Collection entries
..............................

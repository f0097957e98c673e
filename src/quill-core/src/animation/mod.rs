//! Animation primitives for Quill.
//!
//! Everything here is driven by elapsed time passed in by the owner rather
//! than by reading the wall clock, so a frame loop and a test can drive the
//! same code.

mod progress_bar;
mod spinner;
pub mod typewriter;

pub use progress_bar::ProgressBar;
pub use spinner::{CursorBlink, DOTS, Spinner};
pub use typewriter::{
    OptionsError, SpeedAdjustments, ThinkingPauses, TypewriterHooks, TypewriterOptions,
    TypewriterSession, TypewriterStatus,
};
//! Quill colour palette and shared styles.

use ratatui::style::{Color, Modifier, Style};

// ============================================================
// BRAND COLORS
// ============================================================

/// Primary accent (#1677FF)
pub const ACCENT: Color = Color::Rgb(22, 119, 255);

/// Soft accent for assistant text (#91CAFF)
pub const ACCENT_SOFT: Color = Color::Rgb(145, 202, 255);

/// User bubble text (#95DE64)
pub const USER: Color = Color::Rgb(149, 222, 100);

// ============================================================
// SURFACES AND TEXT
// ============================================================

pub const SURFACE_0: Color = Color::Rgb(24, 27, 35);
pub const SURFACE_1: Color = Color::Rgb(33, 37, 48);

pub const TEXT: Color = Color::Rgb(236, 238, 242);
pub const TEXT_DIM: Color = Color::Rgb(153, 153, 153);
pub const TEXT_MUTED: Color = Color::Rgb(96, 102, 115);

// ============================================================
// SEMANTIC COLORS
// ============================================================

pub const SUCCESS: Color = Color::Rgb(82, 196, 26);
pub const WARNING: Color = Color::Rgb(250, 173, 20);
pub const ERROR: Color = Color::Rgb(255, 77, 79);
pub const CODE: Color = Color::Rgb(255, 203, 107);

/// Pre-configured styles. All methods return fresh `Style` values.
pub struct QuillStyle;

impl QuillStyle {
    #[inline]
    pub fn text() -> Style {
        Style::default().fg(TEXT)
    }

    #[inline]
    pub fn dimmed() -> Style {
        Style::default().fg(TEXT_DIM)
    }

    #[inline]
    pub fn muted() -> Style {
        Style::default().fg(TEXT_MUTED)
    }

    #[inline]
    pub fn header() -> Style {
        Style::default().fg(TEXT).add_modifier(Modifier::BOLD)
    }

    #[inline]
    pub fn user_message() -> Style {
        Style::default().fg(USER)
    }

    #[inline]
    pub fn assistant_message() -> Style {
        Style::default().fg(ACCENT_SOFT)
    }

    /// Fenced code body: warm text on a raised surface.
    #[inline]
    pub fn code() -> Style {
        Style::default().fg(CODE).bg(SURFACE_1)
    }

    /// Language tag above a code block.
    #[inline]
    pub fn code_language() -> Style {
        Style::default()
            .fg(TEXT_DIM)
            .bg(SURFACE_0)
            .add_modifier(Modifier::ITALIC)
    }

    #[inline]
    pub fn cursor() -> Style {
        Style::default().fg(ACCENT)
    }

    /// The skip affordance.
    #[inline]
    pub fn skip_button() -> Style {
        Style::default()
            .fg(ACCENT)
            .add_modifier(Modifier::BOLD | Modifier::UNDERLINED)
    }

    #[inline]
    pub fn progress_filled() -> Style {
        Style::default().fg(ACCENT)
    }

    #[inline]
    pub fn liked() -> Style {
        Style::default().fg(ERROR)
    }

    #[inline]
    pub fn success() -> Style {
        Style::default().fg(SUCCESS)
    }

    #[inline]
    pub fn warning() -> Style {
        Style::default().fg(WARNING)
    }

    #[inline]
    pub fn border() -> Style {
        Style::default().fg(TEXT_MUTED)
    }
}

..............................

*TASK DIRECTIONS*: Some lines above hold the word "BOLD". Copy all of them.

*RESPONSE*:
        Style::default().fg(TEXT).add_modifier(Modifier::BOLD)
            .add_modifier(Modifier::BOLD | Modifier::UNDERLINED)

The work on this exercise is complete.